Analysts painted a cautious outlook for the local currency, even though the United States dollar may not have much room left to extend its recent rally.
The Singdollar stood at $1.3743 against the greenback on Friday night after a 1.9 per cent gain by the US dollar in the past month, due partly to market expectations of an imminent American interest rate hike.
The US dollar run is likely to be temporary, ABN Amro said in a report last week, adding: "If the Fed was to hike rates this year, it will be gradual. A 25-basis-point hike this year is now roughly priced in by financial markets."
But this does not mean that the Singdollar, which is managed against a basket of major currencies such as the US dollar and the euro, will take off from here.

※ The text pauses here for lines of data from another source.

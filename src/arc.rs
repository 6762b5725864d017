//! Elevated connection arcs between two points on the globe.
//!
//! An arc is a quadratic Bézier whose control point sits above the midpoint
//! of its endpoints, raised by half the chord length, so short hops stay low
//! and long hops bulge high.

use crate::geo::GeoCoordinate;
use glam::DVec3;
use std::f64::consts::PI;

/// Tessellation used for the rendered path.
pub const ARC_SEGMENTS: usize = 30;
/// Tube extrusion defaults.
pub const TUBE_SEGMENTS: usize = 20;
pub const TUBE_RADIUS: f64 = 0.025;
pub const TUBE_RADIAL_SEGMENTS: usize = 8;

const DEGENERATE_EPS: f64 = 1e-12;

/// Position and marker scale at one parameter along an arc.
#[derive(Debug, Clone, Copy, PartialEq)]
pub struct ArcSample {
    pub position: DVec3,
    pub scale: f64,
}

#[derive(Debug, Clone, Copy, PartialEq)]
pub struct ArcCurve {
    pub start: DVec3,
    pub control: DVec3,
    pub end: DVec3,
}

impl ArcCurve {
    /// Coordinates are not validated.
    pub fn build(start: GeoCoordinate, end: GeoCoordinate, radius: f64) -> Self {
        Self::between(start.to_cartesian(radius), end.to_cartesian(radius), radius)
    }

    /// Build from two points already on the sphere of `radius`.
    pub fn between(start: DVec3, end: DVec3, radius: f64) -> Self {
        let chord = start.distance(end);
        let height = radius + chord * 0.5;
        let normal = lift_direction(start, end);
        Self { start, control: normal * height, end }
    }

    pub fn chord(&self) -> f64 {
        self.start.distance(self.end)
    }

    /// Bézier position at `t` in [0, 1].
    pub fn point_at(&self, t: f64) -> DVec3 {
        let mt = 1.0 - t;
        self.start * (mt * mt) + self.control * (2.0 * mt * t) + self.end * (t * t)
    }

    /// Marker position plus a scale that swells to 1.5 at the midpoint.
    pub fn sample(&self, t: f64) -> ArcSample {
        ArcSample {
            position: self.point_at(t),
            scale: 1.0 + (t * PI).sin() * 0.5,
        }
    }

    /// `segments + 1` points at evenly spaced parameters.
    pub fn points(&self, segments: usize) -> Vec<DVec3> {
        let segments = segments.max(1);
        (0..=segments)
            .map(|i| self.point_at(i as f64 / segments as f64))
            .collect()
    }

    /// Extrude a closed-ring tube along the tessellated path.
    pub fn tube(&self, path_segments: usize, tube_radius: f64, radial_segments: usize) -> TubeMesh {
        TubeMesh::along(&self.points(path_segments), tube_radius, radial_segments)
    }
}

/// Unit vector the control point is pushed along.
///
/// Normally the midpoint direction. A zero-length arc reuses the endpoint
/// direction; exactly antipodal endpoints have no midpoint direction, so the
/// arc is lifted through whichever pole is perpendicular to the chord, or +Z
/// when the chord runs pole to pole.
fn lift_direction(start: DVec3, end: DVec3) -> DVec3 {
    let mid = (start + end) * 0.5;
    if mid.length_squared() > DEGENERATE_EPS * start.length_squared().max(1.0) {
        return mid.normalize();
    }
    if start.length_squared() <= DEGENERATE_EPS {
        return DVec3::Y;
    }
    let axis = start.normalize();
    let fallback = if axis.y.abs() < 0.9 { DVec3::Y } else { DVec3::Z };
    (fallback - axis * fallback.dot(axis)).normalize()
}

/// Triangle mesh of a tube.
#[derive(Debug, Clone, Default)]
pub struct TubeMesh {
    pub vertices: Vec<DVec3>,
    pub normals: Vec<DVec3>,
    pub indices: Vec<[u32; 3]>,
}

impl TubeMesh {
    /// Rings of `radial_segments` vertices at every path point, oriented with
    /// parallel-transported frames so the tube does not twist.
    pub fn along(path: &[DVec3], radius: f64, radial_segments: usize) -> Self {
        let radial = radial_segments.max(3);
        if path.len() < 2 {
            return Self::default();
        }

        let tangents = path_tangents(path);
        let mut normal = initial_normal(tangents[0]);

        let mut mesh = Self {
            vertices: Vec::with_capacity(path.len() * radial),
            normals: Vec::with_capacity(path.len() * radial),
            indices: Vec::with_capacity((path.len() - 1) * radial * 2),
        };

        for (i, (&center, &tangent)) in path.iter().zip(&tangents).enumerate() {
            if i > 0 {
                normal = transport(normal, tangents[i - 1], tangent);
            }
            let binormal = tangent.cross(normal);

            for j in 0..radial {
                let angle = j as f64 / radial as f64 * std::f64::consts::TAU;
                let (sin, cos) = angle.sin_cos();
                let n = normal * cos + binormal * sin;
                mesh.normals.push(n);
                mesh.vertices.push(center + n * radius);
            }
        }

        for i in 0..path.len() - 1 {
            for j in 0..radial {
                let a = (i * radial + j) as u32;
                let b = ((i + 1) * radial + j) as u32;
                let c = ((i + 1) * radial + (j + 1) % radial) as u32;
                let d = (i * radial + (j + 1) % radial) as u32;
                mesh.indices.push([a, b, d]);
                mesh.indices.push([b, c, d]);
            }
        }

        mesh
    }
}

/// Central-difference tangents; collapsed paths fall back to +X.
fn path_tangents(path: &[DVec3]) -> Vec<DVec3> {
    let last = path.len() - 1;
    let mut fallback = DVec3::X;
    (0..path.len())
        .map(|i| {
            let prev = path[i.saturating_sub(1)];
            let next = path[(i + 1).min(last)];
            let tangent = (next - prev).try_normalize().unwrap_or(fallback);
            fallback = tangent;
            tangent
        })
        .collect()
}

fn initial_normal(tangent: DVec3) -> DVec3 {
    let axis = if tangent.x.abs() <= tangent.y.abs() && tangent.x.abs() <= tangent.z.abs() {
        DVec3::X
    } else if tangent.y.abs() <= tangent.z.abs() {
        DVec3::Y
    } else {
        DVec3::Z
    };
    (axis - tangent * axis.dot(tangent)).normalize()
}

/// Rotate `normal` by the rotation taking `from` onto `to`.
fn transport(normal: DVec3, from: DVec3, to: DVec3) -> DVec3 {
    let axis = from.cross(to);
    let sin = axis.length();
    if sin < 1e-12 {
        return normal;
    }
    let axis = axis / sin;
    let cos = from.dot(to).clamp(-1.0, 1.0);
    // Rodrigues
    let rotated = normal * cos + axis.cross(normal) * sin + axis * axis.dot(normal) * (1.0 - cos);
    (rotated - to * rotated.dot(to)).normalize()
}
//! Named locations shown on the globe and the arc set built from them.

use crate::arc::ArcCurve;
use crate::geo::GeoCoordinate;
use crossterm::style::Color;
use rand::Rng;
use serde::{Deserialize, Serialize};

#[derive(Debug, Clone, Copy, PartialEq, Eq, Serialize, Deserialize)]
#[serde(rename_all = "snake_case")]
pub enum Region {
    NorthAmerica,
    SouthAmerica,
    Europe,
    Africa,
    Asia,
}

impl Region {
    pub fn code(self) -> &'static str {
        match self {
            Region::NorthAmerica => "NA",
            Region::SouthAmerica => "SA",
            Region::Europe => "EU",
            Region::Africa => "AF",
            Region::Asia => "AS",
        }
    }
}

#[derive(Debug, Clone, PartialEq, Serialize, Deserialize)]
pub struct Location {
    pub name: String,
    #[serde(flatten)]
    pub coordinate: GeoCoordinate,
    pub region: Region,
}

impl Location {
    fn builtin(name: &str, lat: f64, lon: f64, region: Region) -> Self {
        Self { name: name.to_string(), coordinate: GeoCoordinate::new(lat, lon), region }
    }
}

/// Three locations per region.
pub fn builtin_locations() -> Vec<Location> {
    use Region::*;
    vec![
        Location::builtin("USA", 37.0902, -95.7129, NorthAmerica),
        Location::builtin("Canada", 56.1304, -106.3468, NorthAmerica),
        Location::builtin("Mexico", 23.6345, -102.5528, NorthAmerica),
        Location::builtin("Brazil", -14.2350, -51.9253, SouthAmerica),
        Location::builtin("Argentina", -38.4161, -63.6167, SouthAmerica),
        Location::builtin("Colombia", 4.5709, -74.2973, SouthAmerica),
        Location::builtin("France", 46.2276, 2.2137, Europe),
        Location::builtin("Germany", 51.1657, 10.4515, Europe),
        Location::builtin("UK", 55.3781, -3.4360, Europe),
        Location::builtin("Nigeria", 9.0820, 8.6753, Africa),
        Location::builtin("South Africa", -30.5595, 22.9375, Africa),
        Location::builtin("Egypt", 26.8206, 30.8025, Africa),
        Location::builtin("China", 35.8617, 104.1954, Asia),
        Location::builtin("India", 20.5937, 78.9629, Asia),
        Location::builtin("Japan", 36.2048, 138.2529, Asia),
    ]
}

/// Built-in locations followed by the valid entries of `extra`.
pub fn merged_locations(extra: &[Location]) -> Vec<Location> {
    let mut locations = builtin_locations();
    for loc in extra {
        if loc.coordinate.is_valid() {
            locations.push(loc.clone());
        } else {
            tracing::warn!(
                name = %loc.name,
                lat = loc.coordinate.latitude,
                lon = loc.coordinate.longitude,
                "ignoring location with out-of-range coordinates"
            );
        }
    }
    locations
}

#[derive(Debug, Clone, Copy, PartialEq, Eq, Serialize, Deserialize)]
#[serde(rename_all = "snake_case")]
pub enum ArcColor {
    Cyan,
    Gold,
}

impl ArcColor {
    pub fn rgb(self) -> (u8, u8, u8) {
        match self {
            ArcColor::Cyan => (0x00, 0xf3, 0xff),
            ArcColor::Gold => (0xff, 0xd7, 0x00),
        }
    }

    pub fn hex(self) -> &'static str {
        match self {
            ArcColor::Cyan => "#00f3ff",
            ArcColor::Gold => "#ffd700",
        }
    }

    /// `alpha` blends toward black, standing in for translucency.
    pub fn color(self, alpha: f32) -> Color {
        let (r, g, b) = self.rgb();
        let scale = |c: u8| (c as f32 * alpha.clamp(0.0, 1.0)).round() as u8;
        Color::Rgb { r: scale(r), g: scale(g), b: scale(b) }
    }
}

#[derive(Debug, Clone, PartialEq, Serialize)]
pub struct Arc {
    pub from: String,
    pub to: String,
    pub start: GeoCoordinate,
    pub end: GeoCoordinate,
    pub color: ArcColor,
    pub phase_offset: f64,
}

impl Arc {
    pub fn curve(&self, radius: f64) -> ArcCurve {
        ArcCurve::build(self.start, self.end, radius)
    }
}

/// One arc per location toward a different, randomly chosen location.
/// Colors alternate and each arc gets a phase offset in [0, 1).
pub fn build_arcs<R: Rng + ?Sized>(locations: &[Location], rng: &mut R) -> Vec<Arc> {
    if locations.len() < 2 {
        return Vec::new();
    }

    locations
        .iter()
        .enumerate()
        .map(|(i, origin)| {
            // Draw from the other n-1 entries
            let mut j = rng.gen_range(0..locations.len() - 1);
            if j >= i {
                j += 1;
            }
            let target = &locations[j];
            let color = if i % 2 == 0 { ArcColor::Cyan } else { ArcColor::Gold };
            let phase_offset = rng.gen_range(0.0..1.0);

            tracing::debug!(from = %origin.name, to = %target.name, phase_offset, "arc");

            Arc {
                from: origin.name.clone(),
                to: target.name.clone(),
                start: origin.coordinate,
                end: target.coordinate,
                color,
                phase_offset,
            }
        })
        .collect()
}

#[cfg(test)]
mod tests {
    use super::*;
    use rand::rngs::StdRng;
    use rand::SeedableRng;

    #[test]
    fn test_builtin_catalog_is_valid() {
        let locations = builtin_locations();
        assert_eq!(locations.len(), 15);
        assert!(locations.iter().all(|l| l.coordinate.is_valid()));
        for region in [Region::NorthAmerica, Region::SouthAmerica, Region::Europe, Region::Africa, Region::Asia] {
            assert_eq!(locations.iter().filter(|l| l.region == region).count(), 3);
        }
    }

    #[test]
    fn test_merge_drops_invalid_locations() {
        let extra = vec![
            Location::builtin("Kenya", -0.02, 37.9, Region::Africa),
            Location::builtin("Nowhere", 123.0, 0.0, Region::Asia),
        ];
        let merged = merged_locations(&extra);
        assert_eq!(merged.len(), 16);
        assert_eq!(merged.last().map(|l| l.name.as_str()), Some("Kenya"));
    }

    #[test]
    fn test_arcs_never_point_at_their_origin() {
        let locations = builtin_locations();
        for seed in 0..20 {
            let arcs = build_arcs(&locations, &mut StdRng::seed_from_u64(seed));
            assert_eq!(arcs.len(), locations.len());
            for (arc, loc) in arcs.iter().zip(&locations) {
                assert_eq!(arc.from, loc.name);
                assert_ne!(arc.from, arc.to);
                assert!((0.0..1.0).contains(&arc.phase_offset));
            }
        }
    }

    #[test]
    fn test_arc_colors_alternate() {
        let arcs = build_arcs(&builtin_locations(), &mut StdRng::seed_from_u64(4));
        assert_eq!(arcs[0].color, ArcColor::Cyan);
        assert_eq!(arcs[1].color, ArcColor::Gold);
        assert_eq!(arcs[2].color, ArcColor::Cyan);
    }

    #[test]
    fn test_too_few_locations_yield_no_arcs() {
        let one = vec![Location::builtin("Solo", 0.0, 0.0, Region::Europe)];
        assert!(build_arcs(&one, &mut StdRng::seed_from_u64(1)).is_empty());
    }

    #[test]
    fn test_same_seed_same_arcs() {
        let locations = builtin_locations();
        let a = build_arcs(&locations, &mut StdRng::seed_from_u64(11));
        let b = build_arcs(&locations, &mut StdRng::seed_from_u64(11));
        assert_eq!(a, b);
    }

    #[test]
    fn test_location_toml_shape() {
        let loc: Location = toml::from_str("name = \"Kenya\"\nlat = -0.02\nlon = 37.9\nregion = \"africa\"\n").unwrap();
        assert_eq!(loc.region, Region::Africa);
        assert_eq!(loc.coordinate, GeoCoordinate::new(-0.02, 37.9));
    }

    #[test]
    fn test_translucent_color_darkens() {
        assert_eq!(ArcColor::Gold.color(1.0), Color::Rgb { r: 255, g: 215, b: 0 });
        assert_eq!(ArcColor::Cyan.color(0.0), Color::Rgb { r: 0, g: 0, b: 0 });
    }
}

"Where I think the Singdollar weakness will come in is through the US dollar strength against the yuan. The Chinese economy is still slowing down and there is unlikely to be any rebound from the recent stabilisation," Bank of Singapore senior currency strategist Sim Moh Siong told The Straits Times.
He added: "We forecast the Singdollar to be at $1.40 against the US dollar in six months and $1.43 in 12 months."
BMI Research also puts the Singdollar at $1.40 against the American currency by the end of the year.